Task objective:
When you reach the records, transcribe all of them exactly.

(Saved entries)
---------------

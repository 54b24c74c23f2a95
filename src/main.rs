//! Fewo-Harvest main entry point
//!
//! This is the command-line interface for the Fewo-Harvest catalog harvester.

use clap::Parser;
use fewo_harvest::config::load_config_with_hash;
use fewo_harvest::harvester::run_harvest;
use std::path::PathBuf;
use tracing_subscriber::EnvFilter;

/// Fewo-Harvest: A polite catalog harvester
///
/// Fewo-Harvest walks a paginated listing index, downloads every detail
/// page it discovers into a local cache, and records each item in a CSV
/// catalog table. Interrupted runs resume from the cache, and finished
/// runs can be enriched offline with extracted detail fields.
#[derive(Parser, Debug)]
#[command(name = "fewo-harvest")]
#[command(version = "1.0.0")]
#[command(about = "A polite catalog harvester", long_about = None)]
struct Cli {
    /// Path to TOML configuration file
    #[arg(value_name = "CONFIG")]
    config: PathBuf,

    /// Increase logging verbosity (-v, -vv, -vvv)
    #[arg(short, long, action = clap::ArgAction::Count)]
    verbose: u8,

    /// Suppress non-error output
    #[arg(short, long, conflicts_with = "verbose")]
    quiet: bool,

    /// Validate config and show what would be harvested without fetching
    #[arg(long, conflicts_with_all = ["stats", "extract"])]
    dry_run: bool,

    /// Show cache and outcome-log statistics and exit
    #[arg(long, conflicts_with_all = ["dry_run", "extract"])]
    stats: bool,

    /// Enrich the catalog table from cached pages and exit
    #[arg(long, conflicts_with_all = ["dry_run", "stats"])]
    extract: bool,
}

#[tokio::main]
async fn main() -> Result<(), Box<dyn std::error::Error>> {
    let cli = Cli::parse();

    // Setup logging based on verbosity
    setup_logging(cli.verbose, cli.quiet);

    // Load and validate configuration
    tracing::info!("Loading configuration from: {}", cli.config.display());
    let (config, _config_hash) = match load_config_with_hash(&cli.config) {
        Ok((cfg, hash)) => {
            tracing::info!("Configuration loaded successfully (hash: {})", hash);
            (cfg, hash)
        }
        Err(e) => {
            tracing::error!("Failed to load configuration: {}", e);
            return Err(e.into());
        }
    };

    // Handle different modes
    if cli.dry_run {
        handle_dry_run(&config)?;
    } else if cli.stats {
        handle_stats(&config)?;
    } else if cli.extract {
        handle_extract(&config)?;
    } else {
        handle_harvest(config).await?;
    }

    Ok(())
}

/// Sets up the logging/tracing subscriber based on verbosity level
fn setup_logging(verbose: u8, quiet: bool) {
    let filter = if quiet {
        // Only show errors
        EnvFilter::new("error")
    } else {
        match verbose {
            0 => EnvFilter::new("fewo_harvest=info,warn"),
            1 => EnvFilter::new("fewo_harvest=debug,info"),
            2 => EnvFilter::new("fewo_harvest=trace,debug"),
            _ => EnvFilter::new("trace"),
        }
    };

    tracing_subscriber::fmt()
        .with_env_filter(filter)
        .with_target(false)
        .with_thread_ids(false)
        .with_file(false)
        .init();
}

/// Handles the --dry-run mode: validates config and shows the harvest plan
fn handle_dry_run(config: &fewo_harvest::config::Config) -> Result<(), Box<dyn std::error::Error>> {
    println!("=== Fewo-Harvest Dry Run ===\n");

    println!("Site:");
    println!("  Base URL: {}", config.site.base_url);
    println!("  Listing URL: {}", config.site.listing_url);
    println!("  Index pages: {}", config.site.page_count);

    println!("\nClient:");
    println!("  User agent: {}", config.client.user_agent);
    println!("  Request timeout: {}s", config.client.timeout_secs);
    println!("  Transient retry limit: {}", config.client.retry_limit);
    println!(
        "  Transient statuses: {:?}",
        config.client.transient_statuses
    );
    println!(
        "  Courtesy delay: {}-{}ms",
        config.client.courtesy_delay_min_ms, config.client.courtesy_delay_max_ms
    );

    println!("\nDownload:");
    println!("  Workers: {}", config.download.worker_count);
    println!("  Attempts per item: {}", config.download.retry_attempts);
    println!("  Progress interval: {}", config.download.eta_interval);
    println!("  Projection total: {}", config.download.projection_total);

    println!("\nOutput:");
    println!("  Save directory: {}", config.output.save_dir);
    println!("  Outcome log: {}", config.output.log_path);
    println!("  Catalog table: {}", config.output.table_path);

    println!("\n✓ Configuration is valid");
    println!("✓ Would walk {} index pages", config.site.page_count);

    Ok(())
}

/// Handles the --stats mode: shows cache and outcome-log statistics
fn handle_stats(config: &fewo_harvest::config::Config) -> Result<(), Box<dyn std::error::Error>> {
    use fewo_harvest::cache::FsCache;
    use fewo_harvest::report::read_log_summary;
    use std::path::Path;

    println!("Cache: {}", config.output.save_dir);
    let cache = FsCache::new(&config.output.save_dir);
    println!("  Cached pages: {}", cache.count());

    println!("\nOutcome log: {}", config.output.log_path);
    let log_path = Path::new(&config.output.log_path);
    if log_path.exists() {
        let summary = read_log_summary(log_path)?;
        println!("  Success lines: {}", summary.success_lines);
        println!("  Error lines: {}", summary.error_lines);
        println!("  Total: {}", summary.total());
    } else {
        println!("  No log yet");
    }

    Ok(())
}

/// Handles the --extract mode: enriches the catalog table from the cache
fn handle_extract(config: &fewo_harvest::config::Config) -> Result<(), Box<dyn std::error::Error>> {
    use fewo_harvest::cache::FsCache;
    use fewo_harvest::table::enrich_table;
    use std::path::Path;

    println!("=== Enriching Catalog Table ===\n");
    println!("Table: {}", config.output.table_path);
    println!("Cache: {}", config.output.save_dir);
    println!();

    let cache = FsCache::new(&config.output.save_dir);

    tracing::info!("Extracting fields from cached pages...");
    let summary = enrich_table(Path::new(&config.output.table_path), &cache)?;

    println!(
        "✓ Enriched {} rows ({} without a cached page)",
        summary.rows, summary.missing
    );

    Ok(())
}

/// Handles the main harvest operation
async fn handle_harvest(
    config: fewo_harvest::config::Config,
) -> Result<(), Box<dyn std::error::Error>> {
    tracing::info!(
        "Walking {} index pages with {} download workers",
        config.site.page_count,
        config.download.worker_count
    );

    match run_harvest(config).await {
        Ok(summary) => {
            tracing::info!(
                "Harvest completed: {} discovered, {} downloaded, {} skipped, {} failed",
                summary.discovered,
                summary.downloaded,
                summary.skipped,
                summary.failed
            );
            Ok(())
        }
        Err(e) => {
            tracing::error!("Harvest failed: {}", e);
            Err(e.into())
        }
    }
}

---------------

Task response:
repository 54b24c74c23f2a95
filename src/main.rs
//! Fewo-Harvest main entry point
//!
//! This is the command-line interface for the Fewo-Harvest catalog harvester.

use clap::Parser;
use fewo_harvest::config::load_config_with_hash;
use fewo_harvest::harvester::run_harvest;
use std::path::PathBuf;
use tracing_subscriber::EnvFilter;

/// Fewo-Harvest: A polite catalog harvester
///
/// Fewo-Harvest walks a paginated listing index, downloads every detail
/// page it discovers into a local cache, and records each item in a CSV
/// catalog table. Interrupted runs resume from the cache, and finished
/// runs can be enriched offline with extracted detail fields.
#[derive(Parser, Debug)]
#[command(name = "fewo-harvest")]
#[command(version = "1.0.0")]
#[command(about = "A polite catalog harvester", long_about = None)]
struct Cli {
    /// Path to TOML configuration file
    #[arg(value_name = "CONFIG")]
    config: PathBuf,

    /// Increase logging verbosity (-v, -vv, -vvv)
    #[arg(short, long, action = clap::ArgAction::Count)]
    verbose: u8,

    /// Suppress non-error output
    #[arg(short, long, conflicts_with = "verbose")]
    quiet: bool,

    /// Validate config and show what would be harvested without fetching
    #[arg(long, conflicts_with_all = ["stats", "extract"])]
    dry_run: bool,

    /// Show cache and outcome-log statistics and exit
    #[arg(long, conflicts_with_all = ["dry_run", "extract"])]
    stats: bool,

    /// Enrich the catalog table from cached pages and exit
    #[arg(long, conflicts_with_all = ["dry_run", "stats"])]
    extract: bool,
}

#[tokio::main]
async fn main() -> Result<(), Box<dyn std::error::Error>> {
    let cli = Cli::parse();

    // Setup logging based on verbosity
    setup_logging(cli.verbose, cli.quiet);

    // Load and validate configuration
    tracing::info!("Loading configuration from: {}", cli.config.display());
    let (config, _config_hash) = match load_config_with_hash(&cli.config) {
        Ok((cfg, hash)) => {
            tracing::info!("Configuration loaded successfully (hash: {})", hash);
            (cfg, hash)
        }
        Err(e) => {
            tracing::error!("Failed to load configuration: {}", e);
            return Err(e.into());
        }
    };

    // Handle different modes
    if cli.dry_run {
        handle_dry_run(&config)?;
    } else if cli.stats {
        handle_stats(&config)?;
    } else if cli.extract {
        handle_extract(&config)?;
    } else {
        handle_harvest(config).await?;
    }

    Ok(())
}

/// Sets up the logging/tracing subscriber based on verbosity level
fn setup_logging(verbose: u8, quiet: bool) {
    let filter = if quiet {
        // Only show errors
        EnvFilter::new("error")
    } else {
        match verbose {
            0 => EnvFilter::new("fewo_harvest=info,warn"),
            1 => EnvFilter::new("fewo_harvest=debug,info"),
            2 => EnvFilter::new("fewo_harvest=trace,debug"),
            _ => EnvFilter::new("trace"),
        }
    };

    tracing_subscriber::fmt()
        .with_env_filter(filter)
        .with_target(false)
        .with_thread_ids(false)
        .with_file(false)
        .init();
}

/// Handles the --dry-run mode: validates config and shows the harvest plan
fn handle_dry_run(config: &fewo_harvest::config::Config) -> Result<(), Box<dyn std::error::Error>> {
    println!("=== Fewo-Harvest Dry Run ===\n");

    println!("Site:");
    println!("  Base URL: {}", config.site.base_url);
    println!("  Listing URL: {}", config.site.listing_url);
    println!("  Index pages: {}", config.site.page_count);

    println!("\nClient:");
    println!("  User agent: {}", config.client.user_agent);
    println!("  Request timeout: {}s", config.client.timeout_secs);
    println!("  Transient retry limit: {}", config.client.retry_limit);
    println!(
        "  Transient statuses: {:?}",
        config.client.transient_statuses
    );
    println!(
        "  Courtesy delay: {}-{}ms",
        config.client.courtesy_delay_min_ms, config.client.courtesy_delay_max_ms
    );

    println!("\nDownload:");
    println!("  Workers: {}", config.download.worker_count);
    println!("  Attempts per item: {}", config.download.retry_attempts);
    println!("  Progress interval: {}", config.download.eta_interval);
    println!("  Projection total: {}", config.download.projection_total);

    println!("\nOutput:");
    println!("  Save directory: {}", config.output.save_dir);
    println!("  Outcome log: {}", config.output.log_path);
    println!("  Catalog table: {}", config.output.table_path);

    println!("\n✓ Configuration is valid");
    println!("✓ Would walk {} index pages", config.site.page_count);

    Ok(())
}

/// Handles the --stats mode: shows cache and outcome-log statistics
fn handle_stats(config: &fewo_harvest::config::Config) -> Result<(), Box<dyn std::error::Error>> {
    use fewo_harvest::cache::FsCache;
    use fewo_harvest::report::read_log_summary;
    use std::path::Path;

    println!("Cache: {}", config.output.save_dir);
    let cache = FsCache::new(&config.output.save_dir);
    println!("  Cached pages: {}", cache.count());

    println!("\nOutcome log: {}", config.output.log_path);
    let log_path = Path::new(&config.output.log_path);
    if log_path.exists() {
        let summary = read_log_summary(log_path)?;
        println!("  Success lines: {}", summary.success_lines);
        println!("  Error lines: {}", summary.error_lines);
        println!("  Total: {}", summary.total());
    } else {
        println!("  No log yet");
    }

    Ok(())
}

/// Handles the --extract mode: enriches the catalog table from the cache
fn handle_extract(config: &fewo_harvest::config::Config) -> Result<(), Box<dyn std::error::Error>> {
    use fewo_harvest::cache::FsCache;
    use fewo_harvest::table::enrich_table;
    use std::path::Path;

    println!("=== Enriching Catalog Table ===\n");
    println!("Table: {}", config.output.table_path);
    println!("Cache: {}", config.output.save_dir);
    println!();

    let cache = FsCache::new(&config.output.save_dir);

    tracing::info!("Extracting fields from cached pages...");
    let summary = enrich_table(Path::new(&config.output.table_path), &cache)?;

    println!(
        "✓ Enriched {} rows ({} without a cached page)",
        summary.rows, summary.missing
    );

    Ok(())
}

/// Handles the main harvest operation
async fn handle_harvest(
    config: fewo_harvest::config::Config,
) -> Result<(), Box<dyn std::error::Error>> {
    tracing::info!(
        "Walking {} index pages with {} download workers",
        config.site.page_count,
        config.download.worker_count
    );

    match run_harvest(config).await {
        Ok(summary) => {
            tracing::info!(
                "Harvest completed: {} discovered, {} downloaded, {} skipped, {} failed",
                summary.discovered,
                summary.downloaded,
                summary.skipped,
                summary.failed
            );
            Ok(())
        }
        Err(e) => {
            tracing::error!("Harvest failed: {}", e);
            Err(e.into())
        }
    }
}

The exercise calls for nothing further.